Your goal: Work out how many lines of the records hold the string "engine", and reply with that number alone.

----

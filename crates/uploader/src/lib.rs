//! Upload engine for the biofile file browser.
//!
//! Moves local files into the remote file management system with
//! byte-exact MD5 verification, resumable transfers, bounded-concurrency
//! chunk dispatch, and a local NAS shortcut for files the backend can
//! reach over a shared mount.
//!
//! The [`UploadOrchestrator`] is the single entry point; it consumes the
//! storage, job-tracking, and metadata services through the
//! [`StorageClient`], [`JobClient`], and [`MetadataClient`] traits so
//! callers can wire in real transports and tests can run against
//! in-memory fakes.

mod clients;
mod config;
mod error;
mod events;
mod orchestrator;

pub use clients::{ClientFuture, JobClient, MetadataClient, StorageClient};
pub use config::UploaderConfig;
pub use error::UploadError;
pub use events::UploadEvent;
pub use orchestrator::UploadOrchestrator;
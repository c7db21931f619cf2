//! Shared data types exchanged with the File Storage Service (FSS) and the
//! Job Status Service (JSS).
//!
//! The upload engine consumes both services through traits; these are the
//! request/response shapes those traits speak. Wire transport is out of
//! scope here.

mod jobs;
mod storage;

pub use jobs::{JobPatch, JobSpec, JobStatus, UploadFileSpec, UploadJob};
pub use storage::{
    ChunkAck, ChunkInfo, ChunkStatus, FileAttributes, FinalizeResult, FssStatus, FssUploadRecord,
    RegisterUploadMeta,
};
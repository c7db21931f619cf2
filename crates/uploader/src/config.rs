//! Upload engine configuration.

use std::time::Duration;

use biofile_transfer::NasShortcutConfig;
use serde::{Deserialize, Serialize};

fn default_chunk_workers() -> usize {
    4
}

fn default_nas_poll_interval_ms() -> u64 {
    2_000
}

/// Tunables for the upload orchestrator. Defaults work without any
/// config file.
#[derive(Debug, Clone, PartialEq, Serialize, Deserialize)]
#[serde(rename_all = "camelCase")]
pub struct UploaderConfig {
    /// Fixed worker-pool size for chunk dispatch. Bounds both the number
    /// of chunk sends in flight and the bytes buffered in memory.
    #[serde(default = "default_chunk_workers")]
    pub chunk_workers: usize,
    /// Poll interval while waiting for the backend to ingest a NAS
    /// shortcut upload.
    #[serde(default = "default_nas_poll_interval_ms")]
    pub nas_poll_interval_ms: u64,
    /// Network mounts eligible for the NAS shortcut path.
    #[serde(default)]
    pub nas: NasShortcutConfig,
}

impl Default for UploaderConfig {
    fn default() -> Self {
        Self {
            chunk_workers: default_chunk_workers(),
            nas_poll_interval_ms: default_nas_poll_interval_ms(),
            nas: NasShortcutConfig::default(),
        }
    }
}

impl UploaderConfig {
    pub fn nas_poll_interval(&self) -> Duration {
        Duration::from_millis(self.nas_poll_interval_ms)
    }
}

#[cfg(test)]
mod tests {
    use super::*;

    #[test]
    fn defaults_are_usable() {
        let config = UploaderConfig::default();
        assert_eq!(config.chunk_workers, 4);
        assert_eq!(config.nas_poll_interval(), Duration::from_millis(2_000));
        assert!(!config.nas.mount_prefixes.is_empty());
    }

    #[test]
    fn partial_config_fills_defaults() {
        let config: UploaderConfig = serde_json::from_str(r#"{"chunkWorkers": 8}"#).unwrap();
        assert_eq!(config.chunk_workers, 8);
        assert_eq!(config.nas_poll_interval_ms, 2_000);
    }

    #[test]
    fn json_roundtrip() {
        let config = UploaderConfig::default();
        let json = serde_json::to_string(&config).unwrap();
        let parsed: UploaderConfig = serde_json::from_str(&json).unwrap();
        assert_eq!(config, parsed);
    }
}
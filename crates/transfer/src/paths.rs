use serde::{Deserialize, Serialize};

/// Normalizes a path for comparison across client OS conventions.
///
/// Backslashes become forward slashes, a UNC-style run of leading slashes
/// collapses to a single one, and the whole path is lower-cased, so the
/// same network share is recognized identically no matter which machine
/// produced the path.
pub fn posix_path(path: &str) -> String {
    let lowered = path.replace('\\', "/").to_lowercase();
    if let Some(rest) = lowered.strip_prefix('/') {
        format!("/{}", rest.trim_start_matches('/'))
    } else {
        lowered
    }
}

/// Network mounts the storage backend can read directly.
#[derive(Debug, Clone, PartialEq, Eq, Serialize, Deserialize)]
#[serde(rename_all = "camelCase")]
pub struct NasShortcutConfig {
    /// Normalized mount prefixes, e.g. `/allen/`.
    pub mount_prefixes: Vec<String>,
}

impl Default for NasShortcutConfig {
    fn default() -> Self {
        Self {
            mount_prefixes: vec!["/allen/".to_string()],
        }
    }
}

impl NasShortcutConfig {
    /// Returns `true` iff `path` lives under a configured mount, meaning
    /// the backend can ingest the file itself instead of receiving
    /// streamed bytes.
    pub fn should_be_local_nas_upload(&self, path: &str) -> bool {
        let normalized = posix_path(path);
        self.mount_prefixes
            .iter()
            .any(|prefix| normalized.starts_with(&posix_path(prefix)))
    }
}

----

Solution for this exercise: 3